Alerts and SLOs from Trace Data
Traces are not just for debugging — they’re the source of truth for your service level objectives. From your trace data you can derive: p50/p95/p99 end-to-end latency per endpoint, per-step latency breakdown (retrieval vs reranking vs LLM generation), error rate by error type, token cost per request and per user, and cache hit rates if you instrument your prompt cache. Most observability backends let you create metric pipelines from trace data using span attribute filters — in Grafana this is done with TraceQL, in Honeycomb with derived columns and SLO alerts, in Datadog with trace analytics. The advantage of deriving metrics from traces rather than instrumenting metrics separately is that when you investigate an alert, you can immediately drill from the aggregated metric into the individual traces that caused the spike, with full context about what the request was doing at each step.
Connecting Traces to Evaluation and Retraining
The most underused application of LLM tracing is closing the feedback loop into your evaluation and retraining pipeline. Every trace captures the full input–output pair for an LLM call, along with latency, token counts, and any downstream signals you instrument (user thumbs up/down, task completion rates, follow-up questions indicating the answer was unclear). This is exactly the data you need for offline evaluation datasets and for identifying failure modes. Rather than building a separate logging system for prompt and completion capture, you can route your traces to a storage backend (S3, BigQuery, Postgres) alongside your observability backend, and query them for examples matching criteria you care about: long-latency requests, high-token-count requests, requests where the user sent a follow-up within 10 seconds suggesting the answer was unhelpful.

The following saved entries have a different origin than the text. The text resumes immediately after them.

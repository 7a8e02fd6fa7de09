use approx::assert_abs_diff_eq;
use ndarray::{s, Array1, Array2, Axis};
use ndarray_rand::rand::SeedableRng;
use rand_xoshiro::Xoshiro256Plus;

use regpath::prelude::*;
use regpath_datasets::generate::sparse_regression;
use regpath_elasticnet::{ElasticNet, ElasticNetError};

fn fit<P>(
    params: P,
    dataset: &Dataset<f64, f64>,
    grid: &PenaltyGrid<f64>,
) -> RegularizationPath<f64>
where
    P: Penalized<f64> + Fit<Array2<f64>, Array1<f64>, ElasticNetError, Object = ElasticNet<f64>>
        + Sync,
{
    PathFitter::new(params)
        .fit_path::<f64, ElasticNetError, ElasticNet<f64>>(dataset, grid)
        .unwrap()
}

#[test]
fn ridge_norms_shrink_along_the_grid() {
    let mut rng = Xoshiro256Plus::seed_from_u64(42);
    let (dataset, _) = sparse_regression(100, 6, 3, 2.0, 0.5, &mut rng);

    let grid = PenaltyGrid::generate(-2.0, 3.0, 20).unwrap();
    let path = fit(ElasticNet::ridge().tolerance(1e-10), &dataset, &grid);

    assert_eq!(path.coefficients().dim(), (6, 20));
    let norms = path.l2_norms();
    for pair in norms.windows(2) {
        assert!(pair[1] <= pair[0] + 1e-6, "{} > {}", pair[1], pair[0]);
    }
    // no coefficient is driven to exactly zero
    assert!(path.active_counts().iter().all(|count| *count == 6));
}

#[test]
fn lasso_above_critical_penalty_is_empty() {
    let mut rng = Xoshiro256Plus::seed_from_u64(7);
    let (dataset, _) = sparse_regression(80, 5, 2, -1.0, 0.3, &mut rng);

    let x = dataset.records();
    let y = dataset.targets();
    let n = y.len() as f64;
    let xc = x - &x.mean_axis(Axis(0)).unwrap();
    let yc = y - y.mean().unwrap();
    let critical = xc
        .t()
        .dot(&yc)
        .iter()
        .fold(0.0f64, |max, v| max.max(v.abs()))
        / n;

    let grid = PenaltyGrid::from_values(vec![critical * 1.01, critical * 2.0]).unwrap();
    let path = fit(ElasticNet::lasso(), &dataset, &grid);

    assert!(path.coefficients().iter().all(|w| *w == 0.0));
    // only the mean is left
    assert_abs_diff_eq!(path.intercepts()[0], y.mean().unwrap(), epsilon = 1e-12);

    let influential = InfluencePolicy::for_kind(RegressionKind::Lasso, 7, 0.0)
        .rank(&path.column(0))
        .unwrap();
    assert!(influential.is_empty());
}

#[test]
fn lasso_pipeline_keeps_informative_features() {
    let mut rng = Xoshiro256Plus::seed_from_u64(3);
    let (dataset, truth) = sparse_regression(300, 10, 3, 0.5, 0.5, &mut rng);
    let (train, test) = dataset.train_test_split(0.3, &mut rng).unwrap();

    let grid = PenaltyGrid::generate(-4.0, 0.0, 40).unwrap();
    let path = fit(ElasticNet::lasso(), &train, &grid);

    let costs = cost_path(&path, test.records(), test.targets(), false).unwrap();
    let selected = select_from_path(&costs, &path).unwrap();

    assert!(costs.iter().all(|c| *c >= selected.cost()));
    assert_eq!(selected.penalty(), grid.as_slice()[selected.index()]);

    let influential = InfluencePolicy::for_kind(path.kind(), 7, 0.0)
        .rank(selected.coefficients())
        .unwrap();
    for informative in 0..3 {
        assert!(influential.contains(&informative));
    }

    // the support only grows when the penalty decreases
    let first = path.active_counts()[0];
    let last = path.active_counts()[grid.len() - 1];
    assert!(first >= last);

    assert_abs_diff_eq!(
        selected.coefficients().slice(s![..3]),
        truth.slice(s![..3]),
        epsilon = 0.3
    );
}

#[test]
fn ridge_pipeline_ranks_informative_features_first() {
    let mut rng = Xoshiro256Plus::seed_from_u64(11);
    let (dataset, _) = sparse_regression(300, 12, 3, 0.0, 0.5, &mut rng);
    let (train, test) = dataset.train_test_split(0.3, &mut rng).unwrap();

    let grid = PenaltyGrid::generate(-2.0, 6.0, 50).unwrap();
    let path = fit(ElasticNet::ridge(), &train, &grid);

    let costs = cost_path(&path, test.records(), test.targets(), false).unwrap();
    let selected = select_from_path(&costs, &path).unwrap();

    let influential = InfluencePolicy::for_kind(RegressionKind::Ridge, 3, 0.0)
        .rank(selected.coefficients())
        .unwrap();
    assert_eq!(influential, vec![0, 1, 2]);
}

#[test]
fn same_seed_selects_the_same_penalty() {
    let run = |seed| {
        let mut rng = Xoshiro256Plus::seed_from_u64(seed);
        let (dataset, _) = sparse_regression(120, 8, 4, 1.0, 1.0, &mut rng);
        let (train, test) = dataset.train_test_split(0.3, &mut rng).unwrap();

        let grid = PenaltyGrid::generate(-3.0, 0.0, 25).unwrap();
        let path = fit(ElasticNet::lasso(), &train, &grid);
        let costs = cost_path(&path, test.records(), test.targets(), false).unwrap();
        let selected = select_from_path(&costs, &path).unwrap();

        (path, selected)
    };

    let (path_a, selected_a) = run(5);
    let (path_b, selected_b) = run(5);

    assert_eq!(selected_a.index(), selected_b.index());
    assert_eq!(path_a, path_b);
}

#[test]
fn free_function_follows_penalty_order() {
    let mut rng = Xoshiro256Plus::seed_from_u64(1);
    let (dataset, _) = sparse_regression(60, 4, 2, 0.0, 0.2, &mut rng);

    let forward = regpath_elasticnet::fit_path(
        dataset.records().clone(),
        dataset.targets().clone(),
        &[0.01, 0.1, 1.0],
        RegressionKind::Ridge,
    )
    .unwrap();
    let backward = regpath_elasticnet::fit_path(
        dataset.records().clone(),
        dataset.targets().clone(),
        &[1.0, 0.1, 0.01],
        RegressionKind::Ridge,
    )
    .unwrap();

    assert_abs_diff_eq!(forward.column(0), backward.column(2), epsilon = 1e-12);
    assert_abs_diff_eq!(forward.column(2), backward.column(0), epsilon = 1e-12);

    let res = regpath_elasticnet::fit_path(
        dataset.records().clone(),
        dataset.targets().clone(),
        &[0.1, -1.0],
        RegressionKind::Lasso,
    );
    assert!(matches!(
        res,
        Err(ElasticNetError::BaseCrate(regpath::Error::InvalidArgument(_)))
    ));
}

#[test]
fn ridge_columns_follow_closed_form() {
    let mut rng = Xoshiro256Plus::seed_from_u64(21);
    let (dataset, _) = sparse_regression(50, 1, 1, 0.5, 0.3, &mut rng);

    let x = dataset.records().column(0).to_owned();
    let y = dataset.targets();
    let xc = &x - x.mean().unwrap();
    let yc = y - y.mean().unwrap();

    let grid = PenaltyGrid::from_values(vec![0.1, 10.0, 1000.0]).unwrap();
    let path = fit(ElasticNet::ridge().tolerance(1e-12), &dataset, &grid);

    // the penalty is not divided by the number of samples: w = xᵀy / (xᵀx + penalty)
    for (idx, penalty) in grid.iter().enumerate() {
        let expected = xc.dot(&yc) / (xc.dot(&xc) + penalty);
        assert_abs_diff_eq!(path.coefficients()[[0, idx]], expected, epsilon = 1e-10);
    }
}
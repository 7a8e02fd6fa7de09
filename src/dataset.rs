//! Datasets
//!
//! This module implements the dataset struct used across the analysis: a feature matrix
//! paired row-by-row with a target vector, together with the few helpers the workflow
//! needs (column selection, seeded shuffling and splitting).
use ndarray::{Array1, Array2, ArrayBase, Axis, Data, Ix1, Ix2, NdFloat};
use num_traits::{FromPrimitive, NumCast};
use rand::seq::SliceRandom;
use rand::Rng;

use std::fmt;
use std::iter::Sum;

use crate::error::{Error, Result};

/// Floating point numbers
///
/// Implemented for `f32` and `f64`, used for the records of a dataset and for regression
/// targets.
pub trait Float:
    NdFloat + FromPrimitive + Default + Sum + approx::AbsDiffEq<Epsilon = Self> + fmt::Display
{
    fn cast<T: NumCast>(x: T) -> Self {
        NumCast::from(x).unwrap()
    }
}

impl Float for f32 {}
impl Float for f64 {}

/// Records paired with targets
///
/// The records are a two-dimensional array with one observation per row, the targets a
/// one-dimensional array aligned by row index. Feature names are optional.
#[derive(Debug, Clone, PartialEq)]
pub struct DatasetBase<R, T> {
    records: R,
    targets: T,
    feature_names: Vec<String>,
}

/// Owned dataset
pub type Dataset<F, T> = DatasetBase<Array2<F>, Array1<T>>;

impl<F, T> Dataset<F, T> {
    /// Create a new dataset from records and targets
    ///
    /// # Panics
    ///
    /// Panics if the number of rows in `records` differs from the number of `targets`. Use
    /// [`Dataset::try_new`] for a checked construction.
    pub fn new(records: Array2<F>, targets: Array1<T>) -> Self {
        assert_eq!(
            records.nrows(),
            targets.len(),
            "records and targets must have the same number of rows"
        );
        DatasetBase {
            records,
            targets,
            feature_names: Vec::new(),
        }
    }

    /// Create a new dataset, failing with `DimensionMismatch` for misaligned inputs
    pub fn try_new(records: Array2<F>, targets: Array1<T>) -> Result<Self> {
        if records.nrows() != targets.len() {
            return Err(Error::mismatch(
                "dataset targets",
                records.nrows(),
                targets.len(),
            ));
        }
        Ok(DatasetBase {
            records,
            targets,
            feature_names: Vec::new(),
        })
    }

    /// Attach a name to every feature column
    pub fn with_feature_names<I: Into<String>>(mut self, names: Vec<I>) -> Self {
        self.feature_names = names.into_iter().map(Into::into).collect();
        self
    }
}

impl<R, T> DatasetBase<R, T> {
    pub fn records(&self) -> &R {
        &self.records
    }

    pub fn targets(&self) -> &T {
        &self.targets
    }
}

impl<F, S, T, U> DatasetBase<ArrayBase<S, Ix2>, ArrayBase<U, Ix1>>
where
    F: Clone,
    T: Clone,
    S: Data<Elem = F>,
    U: Data<Elem = T>,
{
    /// Number of observations
    pub fn nsamples(&self) -> usize {
        self.records.nrows()
    }

    /// Number of predictors
    pub fn nfeatures(&self) -> usize {
        self.records.ncols()
    }

    /// Names of the feature columns
    ///
    /// Falls back to `feature-{index}` if no complete set of names was attached.
    pub fn feature_names(&self) -> Vec<String> {
        if self.feature_names.len() == self.nfeatures() {
            self.feature_names.clone()
        } else {
            (0..self.nfeatures())
                .map(|idx| format!("feature-{}", idx))
                .collect()
        }
    }

    /// Keep only the feature columns listed in `indices`, in the given order
    pub fn select_features(&self, indices: &[usize]) -> Result<Dataset<F, T>> {
        if let Some(idx) = indices.iter().find(|idx| **idx >= self.nfeatures()) {
            return Err(Error::InvalidArgument(format!(
                "feature index {} out of range for {} features",
                idx,
                self.nfeatures()
            )));
        }

        let names = self.feature_names();

        Ok(DatasetBase {
            records: self.records.select(Axis(1), indices),
            targets: self.targets.to_owned(),
            feature_names: indices.iter().map(|idx| names[*idx].clone()).collect(),
        })
    }

    /// Shuffle the observations with the given random number generator
    pub fn shuffle<G: Rng>(&self, rng: &mut G) -> Dataset<F, T> {
        let mut indices = (0..self.nsamples()).collect::<Vec<_>>();
        indices.shuffle(rng);

        DatasetBase {
            records: self.records.select(Axis(0), &indices),
            targets: self.targets.select(Axis(0), &indices),
            feature_names: self.feature_names.clone(),
        }
    }

    /// Split the dataset into two parts, the first one holding `ratio` of the observations
    ///
    /// The split keeps the current row order, shuffle the dataset first for a random split.
    pub fn split_with_ratio(&self, ratio: f32) -> Result<(Dataset<F, T>, Dataset<F, T>)> {
        if !(0.0..=1.0).contains(&ratio) {
            return Err(Error::InvalidArgument(format!(
                "split ratio should be in range [0, 1], but is {}",
                ratio
            )));
        }

        let n = (self.nsamples() as f32 * ratio).round() as usize;
        let (first, second) = self.records.view().split_at(Axis(0), n);
        let (first_targets, second_targets) = self.targets.view().split_at(Axis(0), n);

        Ok((
            DatasetBase {
                records: first.to_owned(),
                targets: first_targets.to_owned(),
                feature_names: self.feature_names.clone(),
            },
            DatasetBase {
                records: second.to_owned(),
                targets: second_targets.to_owned(),
                feature_names: self.feature_names.clone(),
            },
        ))
    }

    /// Shuffle and split into `(train, test)`, with `test_ratio` of the rows held out
    pub fn train_test_split<G: Rng>(
        &self,
        test_ratio: f32,
        rng: &mut G,
    ) -> Result<(Dataset<F, T>, Dataset<F, T>)> {
        let (test, train) = self.shuffle(rng).split_with_ratio(test_ratio)?;
        Ok((train, test))
    }
}

#[cfg(test)]
mod tests {
    use super::*;
    use ndarray::array;
    use rand::SeedableRng;
    use rand_xoshiro::Xoshiro256Plus;

    #[test]
    fn dataset_implements_required_methods() {
        let dataset = Dataset::new(
            array![[1., 2.], [3., 4.], [5., 6.], [7., 8.]],
            array![0., 1., 0., 1.],
        );

        assert_eq!(dataset.nsamples(), 4);
        assert_eq!(dataset.nfeatures(), 2);

        let (first, second) = dataset.split_with_ratio(0.25).unwrap();
        assert_eq!(first.nsamples(), 1);
        assert_eq!(second.nsamples(), 3);
        assert_eq!(first.records(), &array![[1., 2.]]);

        let selected = dataset.select_features(&[1]).unwrap();
        assert_eq!(selected.records(), &array![[2.], [4.], [6.], [8.]]);
        assert_eq!(selected.targets(), dataset.targets());
    }

    #[test]
    fn misaligned_targets_are_rejected() {
        let res = Dataset::try_new(array![[1., 2.], [3., 4.]], array![1.]);
        assert!(matches!(
            res,
            Err(Error::DimensionMismatch {
                expected: 2,
                actual: 1,
                ..
            })
        ));
    }

    #[test]
    fn out_of_range_feature_is_rejected() {
        let dataset = Dataset::new(array![[1., 2.]], array![1.]);
        assert!(dataset.select_features(&[2]).is_err());
        assert!(dataset.split_with_ratio(1.5).is_err());
    }

    #[test]
    fn train_test_split_is_reproducible() {
        let records = Array2::from_shape_fn((20, 3), |(i, j)| (i * 3 + j) as f64);
        let targets = Array1::from_shape_fn(20, |i| i as f64);
        let dataset = Dataset::new(records, targets);

        let mut rng = Xoshiro256Plus::seed_from_u64(42);
        let (train, test) = dataset.train_test_split(0.3, &mut rng).unwrap();
        assert_eq!(test.nsamples(), 6);
        assert_eq!(train.nsamples(), 14);

        let mut rng = Xoshiro256Plus::seed_from_u64(42);
        let (train2, test2) = dataset.train_test_split(0.3, &mut rng).unwrap();
        assert_eq!(train, train2);
        assert_eq!(test, test2);

        // rows and targets stay aligned after shuffling
        for (row, target) in train.records().rows().into_iter().zip(train.targets()) {
            assert_eq!(row[0], target * 3.);
        }
    }

    #[test]
    fn feature_names_follow_selection() {
        let dataset = Dataset::new(array![[1., 2., 3.]], array![1.]);
        assert_eq!(dataset.feature_names(), vec!["feature-0", "feature-1", "feature-2"]);

        let dataset = dataset.with_feature_names(vec!["age", "balance", "duration"]);
        let selected = dataset.select_features(&[2, 0]).unwrap();
        assert_eq!(selected.feature_names(), vec!["duration", "age"]);
        assert_eq!(selected.records(), &array![[3., 1.]]);
    }
}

Langfuse is particularly well-suited for this use case because it combines OpenTelemetry-compatible trace ingestion with a prompt management interface, an annotation tool for human labelling of traces, and an evaluation runner that lets you run LLM-as-judge evaluations over your production traces. If you instrument your application with OpenTelemetry and export to Langfuse, you get a complete pipeline from production trace collection to human annotation to automated evaluation with minimal additional infrastructure. The key is to instrument your application thoroughly enough that the traces contain the information you need to evaluate quality — at minimum, the full prompt, the full completion, the model version, and any retrieval context used. With that in place, traces become the connective tissue between your production system and your evaluation and improvement workflow.
Where to Start
If you have an existing LLM application with no tracing today, the fastest path to value is: install the OTLP exporter and the auto-instrumentation package for your LLM SDK, point it at a free Langfuse cloud instance, and add one manual parent span around your top-level request handler. That gets you end-to-end latency, token counts, and error rates in under an hour with no backend infrastructure to manage. From there, add child spans for retrieval and tool calls as you identify questions that the initial traces can’t answer. The investment compounds quickly — every span you add makes the next debugging session faster, and the production traces you accumulate become an increasingly valuable dataset for evaluation and improvement. Start simple, instrument incrementally, and let the questions your traces can’t yet answer drive what you instrument next.